UPDATE 10:30 a.m.:
King County Prosecutor Dan Satterberg this morning issued this statement in response to the state Supreme Court reinstating the death penalty in Christopher Monfort’s case:
“For the past 30 years, we have followed the same careful process in reviewing potential death penalty cases. We are pleased that the Washington State Supreme Court has upheld our exercise of discretion in this important case.”
The State Supreme Court this morning reinstated the death penalty in Christopher Monfort’s case.
Monfort is charged with aggravated murder in the fatal shooting of Seattle police Officer Timothy Brenton and attempted first-degree murder in the wounding of Officer Britt Sweeney on Oct. 31, 2009.
In February, King County Superior Court Judge Ronald Kessler ruled that Prosecutor Dan Satterberg abused his discretion by relying on a “flawed, practically useless” investigation into mitigating factors that could have merited leniency for Monfort. Leniency in the form of a life sentence instead of death. Kessler said Satterberg considered “minimalist mitigation materials” in reaching his decision to seek the death penalty.
Satterberg’s office appealed to the high court. Satterberg responded to Kessler’s ruling in a written statement, saying he delayed his decision and gave Monfort’s defense team nearly 10 months to submit his own mitigation package, even though state law requires that a prosecutor decide whether to seek the death penalty within 30 days of a defendant’s arraignment.
Under state law, mitigating factors in potential death-penalty cases can include evidence of an extreme mental disturbance or impairment because of a mental disease or defect.
In the beginning of this year Monfort’s defense team notified the court that it plans to pursue an insanity defense.
In their decision this morning, the state Supreme Court wrote that “the county prosecutor in this case properly exercised his discretion to file a death penalty notice. And we hold that the trial court improperly intruded upon that subjective determination when it held the prosecutor to a higher standard.”
Kessler’s ruling came down within weeks after another King County Superior Court judge tossed out the death penalty in another case due to the evidence Satterberg considered when deciding to pursue a capital case. That case, which involved a former couple accused of killing a family of six in the Carnation-area on Christmas Eve 2007, was also heard before the Supreme Court. In September, justices overruled the Superior Court judge and ordered the trials of Michele Anderson and her former boyfriend Joseph McEnroe to proceed.
Monfort is accused of shooting Brenton, 39, and Sweeney, an officer-trainee who is now 36, while they were seated in their parked patrol car in the Leschi neighborhood. Authorities say Monfort had intentionally targeted officers.
The shooting came nine days after Monfort reportedly firebombed four police vehicles at a city maintenance yard. Police said one of the makeshift bombs was set to go off as police and firefighters arrived to investigate the initial blasts.
A note left behind at the arson site railed against police brutality, police said.

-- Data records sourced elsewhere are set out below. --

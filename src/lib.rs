/*
 * Copyright (c) 2026-present, the Ladybird developers.
 *
 * SPDX-License-Identifier: BSD-2-Clause
 */

//! # comehere
//!
//! A source-to-source rewriter for a JavaScript superset with two
//! debugging constructs:
//!
//! - **`COMEHERE` blocks** — labelled `with` statements declaring "if I am
//!   the selected goal, drive control here, bind these variables, and run
//!   this body." The rewriter emits standard JavaScript that is dormant
//!   unless a selector names a goal, in which case every enclosing
//!   construct on the path from module top to the goal is surgically
//!   modified to steer control into it.
//! - **`$$` capture variables** — identifiers that auto-declare themselves
//!   as a `[text, value]` pair and record both the assigned value and the
//!   surface form of the right-hand side, so log statements can print
//!   `expr = value` without manual duplication.
//!
//! ## Architecture
//!
//! ```text
//! Source code
//!     │
//!     ▼
//! ┌─────────────────────────────────────────────────────┐
//! │  Lexer (lexer.rs)                                   │
//! │  Tokenizes source into Token stream                 │
//! └──────────────────────┬──────────────────────────────┘
//!                        │ tokens
//!                        ▼
//! ┌─────────────────────────────────────────────────────┐
//! │  Parser (parser.rs + parser/*.rs)                   │
//! │  Recursive descent with precedence climbing         │
//! │  Builds AST (ast.rs)                                │
//! └──────────────────────┬──────────────────────────────┘
//!                        │ AST
//!                        ▼
//! ┌─────────────────────────────────────────────────────┐
//! │  Transformer (transform/*.rs)                       │
//! │  normalize → hoist returns → extract goals →        │
//! │  drive control → captures → preamble                │
//! └──────────────────────┬──────────────────────────────┘
//!                        │ AST
//!                        ▼
//! ┌─────────────────────────────────────────────────────┐
//! │  Printer (printer.rs)                               │
//! │  Emits standard JavaScript source                   │
//! └─────────────────────────────────────────────────────┘
//! ```
//!
//! ## Module overview
//!
//! - `lib.rs` — Entry point (public transform API)
//! - `token.rs` — Token types
//! - `lexer.rs` — Tokenizer: source text → Token stream
//! - `parser.rs` — Parser state, helpers, token consumption
//! - `parser/expressions.rs` — Expression parsing (precedence climbing)
//! - `parser/statements.rs` — Statement parsing (if, for, while, etc.)
//! - `parser/declarations.rs` — Functions, classes, variables, modules
//! - `ast.rs` — AST type definitions
//! - `printer.rs` — Code generator: AST → JavaScript source
//! - `diag.rs` — Diagnostics sink and error types
//! - `transform/` — The COMEHERE transformer passes
//!
//! ## Example
//!
//! ```
//! let output = comehere::transform(
//!     "COMEHERE: with (\"reach me\") { log(\"here\"); }",
//! )
//! .unwrap();
//! assert_eq!(output.blocks, vec![Some("reach me".to_string())]);
//! assert!(output.code.contains("seeking_0 == 1"));
//! ```
//!
//! The emitted module reads its goal selection once at load time from
//! `globalThis.debugHooks?.getWhichSeeking(import.meta.url)`; with no hook
//! installed the module behaves exactly like the input.

pub mod ast;
pub mod diag;
pub mod lexer;
pub mod parser;
pub mod printer;
pub mod token;
pub mod transform;

pub use diag::{CollectedDiagnostics, ConsoleDiagnostics, Diagnostics, ParseError, TransformError};
pub use transform::{transform, transform_with, TransformOptions, TransformOutput};
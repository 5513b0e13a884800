/*
 * Copyright (c) 2026-present, the Ladybird developers.
 *
 * SPDX-License-Identifier: BSD-2-Clause
 */

//! Code generator: AST → JavaScript source text.
//!
//! Parenthesization is precedence-driven: every expression kind has a
//! precedence, and a child is wrapped in parens when its precedence falls
//! below what its position requires. A handful of grammar-level cases are
//! special-cased (`??` mixed with `&&`/`||`, unary bases of `**`, calls in
//! `new` callees, statement-leading `{` / `function` / `class`).
//!
//! Output style: two-space indentation, one statement per line, single
//! statements in control-flow arms printed as blocks (semantically neutral
//! and gives the transform's insertions a stable shape).

use crate::ast::*;

/// Print a whole program.
pub fn print(program: &Program) -> String {
    let mut printer = Printer::new();
    for statement in &program.body {
        printer.print_statement(statement);
    }
    printer.out
}

/// Print a single expression (used for diagnostics and capture-variable
/// text slots).
pub fn print_expression(expression: &Expression) -> String {
    let mut printer = Printer::new();
    printer.print_expr(expression, 0);
    printer.out
}

// Expression precedence levels, mirroring the grammar.
const PREC_SEQUENCE: u8 = 1;
const PREC_ASSIGNMENT: u8 = 2;
const PREC_NULLISH: u8 = 3;
const PREC_LOGICAL_OR: u8 = 4;
const PREC_LOGICAL_AND: u8 = 5;
const PREC_BITWISE_OR: u8 = 6;
const PREC_BITWISE_XOR: u8 = 7;
const PREC_BITWISE_AND: u8 = 8;
const PREC_EQUALITY: u8 = 9;
const PREC_RELATIONAL: u8 = 10;
const PREC_SHIFT: u8 = 11;
const PREC_ADDITIVE: u8 = 12;
const PREC_MULTIPLICATIVE: u8 = 13;
const PREC_EXPONENTIATION: u8 = 14;
const PREC_UNARY: u8 = 15;
const PREC_UPDATE: u8 = 16;
const PREC_CALL: u8 = 18;
const PREC_PRIMARY: u8 = 20;

fn binary_op_str(op: BinaryOp) -> &'static str {
    match op {
        BinaryOp::Addition => "+",
        BinaryOp::Subtraction => "-",
        BinaryOp::Multiplication => "*",
        BinaryOp::Division => "/",
        BinaryOp::Modulo => "%",
        BinaryOp::Exponentiation => "**",
        BinaryOp::StrictlyEquals => "===",
        BinaryOp::StrictlyInequals => "!==",
        BinaryOp::LooselyEquals => "==",
        BinaryOp::LooselyInequals => "!=",
        BinaryOp::GreaterThan => ">",
        BinaryOp::GreaterThanEquals => ">=",
        BinaryOp::LessThan => "<",
        BinaryOp::LessThanEquals => "<=",
        BinaryOp::BitwiseAnd => "&",
        BinaryOp::BitwiseOr => "|",
        BinaryOp::BitwiseXor => "^",
        BinaryOp::LeftShift => "<<",
        BinaryOp::RightShift => ">>",
        BinaryOp::UnsignedRightShift => ">>>",
        BinaryOp::In => "in",
        BinaryOp::InstanceOf => "instanceof",
    }
}

fn binary_op_precedence(op: BinaryOp) -> u8 {
    match op {
        BinaryOp::BitwiseOr => PREC_BITWISE_OR,
        BinaryOp::BitwiseXor => PREC_BITWISE_XOR,
        BinaryOp::BitwiseAnd => PREC_BITWISE_AND,
        BinaryOp::StrictlyEquals
        | BinaryOp::StrictlyInequals
        | BinaryOp::LooselyEquals
        | BinaryOp::LooselyInequals => PREC_EQUALITY,
        BinaryOp::GreaterThan
        | BinaryOp::GreaterThanEquals
        | BinaryOp::LessThan
        | BinaryOp::LessThanEquals
        | BinaryOp::In
        | BinaryOp::InstanceOf => PREC_RELATIONAL,
        BinaryOp::LeftShift | BinaryOp::RightShift | BinaryOp::UnsignedRightShift => PREC_SHIFT,
        BinaryOp::Addition | BinaryOp::Subtraction => PREC_ADDITIVE,
        BinaryOp::Multiplication | BinaryOp::Division | BinaryOp::Modulo => PREC_MULTIPLICATIVE,
        BinaryOp::Exponentiation => PREC_EXPONENTIATION,
    }
}

fn logical_op_precedence(op: LogicalOp) -> u8 {
    match op {
        LogicalOp::NullishCoalescing => PREC_NULLISH,
        LogicalOp::Or => PREC_LOGICAL_OR,
        LogicalOp::And => PREC_LOGICAL_AND,
    }
}

fn precedence(expression: &Expression) -> u8 {
    match &expression.inner {
        ExpressionKind::Sequence(_) => PREC_SEQUENCE,
        ExpressionKind::Assignment { .. }
        | ExpressionKind::Conditional { .. }
        | ExpressionKind::Yield { .. } => PREC_ASSIGNMENT,
        ExpressionKind::Function(data) if data.is_arrow => PREC_ASSIGNMENT,
        ExpressionKind::Logical { op, .. } => logical_op_precedence(*op),
        ExpressionKind::Binary { op, .. } => binary_op_precedence(*op),
        ExpressionKind::Unary { .. } | ExpressionKind::Await(_) => PREC_UNARY,
        ExpressionKind::Update { .. } => PREC_UPDATE,
        ExpressionKind::Call(_) => PREC_CALL,
        ExpressionKind::Member { .. }
        | ExpressionKind::New(_)
        | ExpressionKind::TaggedTemplate { .. } => PREC_CALL,
        _ => PREC_PRIMARY,
    }
}

/// Would this expression, printed at statement start, begin with `{`,
/// `function`, or `class` and be misparsed?
fn needs_statement_parens(expression: &Expression) -> bool {
    match &expression.inner {
        ExpressionKind::Object(_) | ExpressionKind::Class(_) => true,
        ExpressionKind::Function(data) => !data.is_arrow,
        ExpressionKind::Assignment { lhs, .. } => needs_statement_parens(lhs),
        ExpressionKind::Binary { lhs, .. } | ExpressionKind::Logical { lhs, .. } => {
            needs_statement_parens(lhs)
        }
        ExpressionKind::Conditional { test, .. } => needs_statement_parens(test),
        ExpressionKind::Sequence(expressions) => expressions
            .first()
            .is_some_and(needs_statement_parens),
        ExpressionKind::Member { object, .. } => needs_statement_parens(object),
        ExpressionKind::Call(data) => needs_statement_parens(&data.callee),
        ExpressionKind::TaggedTemplate { tag, .. } => needs_statement_parens(tag),
        ExpressionKind::Update {
            argument,
            prefixed: false,
            ..
        } => needs_statement_parens(argument),
        _ => false,
    }
}

/// A `new` callee must not contain a call (`new f()()` parses differently).
fn new_callee_contains_call(expression: &Expression) -> bool {
    match &expression.inner {
        ExpressionKind::Call(_) => true,
        ExpressionKind::Member { object, .. } => new_callee_contains_call(object),
        ExpressionKind::TaggedTemplate { tag, .. } => new_callee_contains_call(tag),
        _ => false,
    }
}

struct Printer {
    out: String,
    indent: usize,
}
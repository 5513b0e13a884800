/*
 * Copyright (c) 2026-present, the Ladybird developers.
 *
 * SPDX-License-Identifier: BSD-2-Clause
 */

//! Preamble emitter.
//!
//! Prepends the module-scoped support declarations, in a fixed order and
//! only for the slots some pass actually touched: the seeking variable,
//! the BigInt activation mask, the maybe-not-empty iterator wrappers, and
//! the short-circuit helpers.
//!
//! The snippets are written as source text and run through the crate's own
//! parser; that keeps them in exactly the shape the printer expects.

use crate::ast::{Program, Statement};
use crate::parser::Parser;
use crate::transform::TransformContext;

pub fn emit(program: &mut Program, cx: &mut TransformContext, module_identity: &str) {
    let mut lines: Vec<String> = Vec::new();

    if let Some(seeking) = cx.support.seeking_name() {
        lines.push(format!(
            "let {seeking} = globalThis.debugHooks?.getWhichSeeking({module_identity}) || 0;"
        ));
    }
    if let Some(mask) = cx.support.active_mask_name() {
        lines.push(format!("let {mask} = 0n;"));
    }
    if let Some(name) = cx.support.iterator_values_name() {
        lines.push(format!(
            "function* {name}(items, seeking) {{ \
               for (const item of items) {{ yield item; seeking = false; }} \
               if (seeking) {{ yield {{}}; }} \
             }}"
        ));
    }
    if let Some(name) = cx.support.iterator_keys_name() {
        lines.push(format!(
            "function* {name}(obj, seeking) {{ \
               for (const key in obj) {{ yield key; seeking = false; }} \
               if (seeking) {{ yield \"\"; }} \
             }}"
        ));
    }
    if let Some(name) = cx.support.or_helper_name() {
        lines.push(format!(
            "function {name}(x, y, seeking) {{ \
               if (seeking) {{ const r = y(); return x || r; }} else {{ return x || y(); }} \
             }}"
        ));
    }
    if let Some(name) = cx.support.and_helper_name() {
        lines.push(format!(
            "function {name}(x, y, seeking) {{ \
               if (seeking) {{ const r = y(); return x && r; }} else {{ return x && y(); }} \
             }}"
        ));
    }

    if lines.is_empty() {
        return;
    }
    let statements = parse_snippet(&lines.join("\n"));
    program.body.splice(0..0, statements);
}

/// Parse a synthesized source snippet. Snippets are written by this
/// module, so a parse error here is an internal bug.
fn parse_snippet(source: &str) -> Vec<Statement> {
    let chars: Vec<char> = source.chars().collect();
    let mut parser = Parser::new(&chars);
    let program = parser.parse_program();
    debug_assert!(
        !parser.has_errors(),
        "preamble snippet failed to parse: {source}"
    );
    program.body
}
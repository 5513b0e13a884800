/*
 * Copyright (c) 2026-present, the Ladybird developers.
 *
 * SPDX-License-Identifier: BSD-2-Clause
 */

//! Expression parsing: primary, secondary (binary/postfix), unary, and
//! precedence climbing.

use crate::ast::*;
use crate::parser::{
    Parser, PRECEDENCE_ADDITIVE, PRECEDENCE_BITWISE_AND, PRECEDENCE_BITWISE_OR,
    PRECEDENCE_BITWISE_XOR, PRECEDENCE_EQUALITY, PRECEDENCE_EXPONENTIATION,
    PRECEDENCE_LOGICAL_AND, PRECEDENCE_LOGICAL_OR, PRECEDENCE_MULTIPLICATIVE, PRECEDENCE_NULLISH,
    PRECEDENCE_RELATIONAL, PRECEDENCE_SHIFT,
};
use crate::token::TokenType;

enum BinaryKind {
    Binary(BinaryOp),
    Logical(LogicalOp),
}
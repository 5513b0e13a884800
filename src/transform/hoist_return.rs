/*
 * Copyright (c) 2026-present, the Ladybird developers.
 *
 * SPDX-License-Identifier: BSD-2-Clause
 */

//! Return-trailing capture.
//!
//! A goal block written after `return E;` would be dead code. Before
//! extraction, such blocks are lifted into a `finally` clause so they can
//! observe the returned value:
//!
//! ```text
//! return E;                 let returned_n;
//! COMEHERE: with (…) {      try {
//!   log(Function.return);     return returned_n = E;
//! }                         } finally {
//!                             COMEHERE: with (…) {
//!                               log(returned_n);
//!                             }
//!                           }
//! ```
//!
//! `Function.return` is the magic name for "the value being returned"; a
//! fresh capture variable is allocated per return.

use crate::ast::*;
use crate::transform::names::NamePool;
use crate::transform::COMEHERE_LABEL;

pub fn capture_trailing_returns(program: &mut Program, pool: &mut NamePool) {
    process_statements(&mut program.body, pool);
}

fn is_comehere_labelled(statement: &Statement) -> bool {
    matches!(&statement.inner, StatementKind::Labelled { label, .. } if label == COMEHERE_LABEL)
}

fn process_statements(statements: &mut Vec<Statement>, pool: &mut NamePool) {
    for statement in statements.iter_mut() {
        process_statement(statement, pool);
    }

    let mut index = 0;
    while index < statements.len() {
        let is_return_with_value =
            matches!(&statements[index].inner, StatementKind::Return(Some(_)));
        if is_return_with_value {
            let mut end = index + 1;
            while end < statements.len() && is_comehere_labelled(&statements[end]) {
                end += 1;
            }
            if end > index + 1 {
                let mut lifted: Vec<Statement> = statements.drain(index + 1..end).collect();
                let result_name = pool.fresh("returned");
                for statement in &mut lifted {
                    rewrite_returned_in_statement(statement, &result_name);
                }

                let StatementKind::Return(Some(argument)) =
                    std::mem::replace(&mut statements[index].inner, StatementKind::Empty)
                else {
                    unreachable!("checked above");
                };

                // let returned_n;
                let declaration = Node::synthesized(StatementKind::VariableDeclaration {
                    kind: DeclarationKind::Let,
                    declarations: vec![VariableDeclarator {
                        target: Pattern::Identifier(result_name.clone()),
                        init: None,
                    }],
                });
                // try { return returned_n = E; } finally { <lifted> }
                let capturing_return =
                    Node::synthesized(StatementKind::Return(Some(Box::new(Node::synthesized(
                        ExpressionKind::Assignment {
                            op: AssignmentOp::Assignment,
                            lhs: Box::new(Expression::identifier(result_name)),
                            rhs: argument,
                        },
                    )))));
                let try_statement = Node::synthesized(StatementKind::Try(TryData {
                    block: Box::new(Statement::block(vec![capturing_return])),
                    handler: None,
                    finalizer: Some(Box::new(Statement::block(lifted))),
                }));

                statements[index] = declaration;
                statements.insert(index + 1, try_statement);
                index += 2;
                continue;
            }
        }
        index += 1;
    }
}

On Nov. 6, Monfort was shot by Seattle police detectives after he allegedly tried to shoot Seattle police Sgt. Gary Nelson during a confrontation outside Monfort’s Tukwila apartment. When police later searched Monfort’s apartment, they found an arsenal of guns, explosives and a manifesto opposing police brutality, police said.
As a result of the shooting, Monfort is paralyzed from the waist down.
Monfort is also charged with arson and two additional counts of attempted first-degree murder — for allegedly pointing a gun at Nelson and for allegedly trying to kill officers at the scene of the firebombings.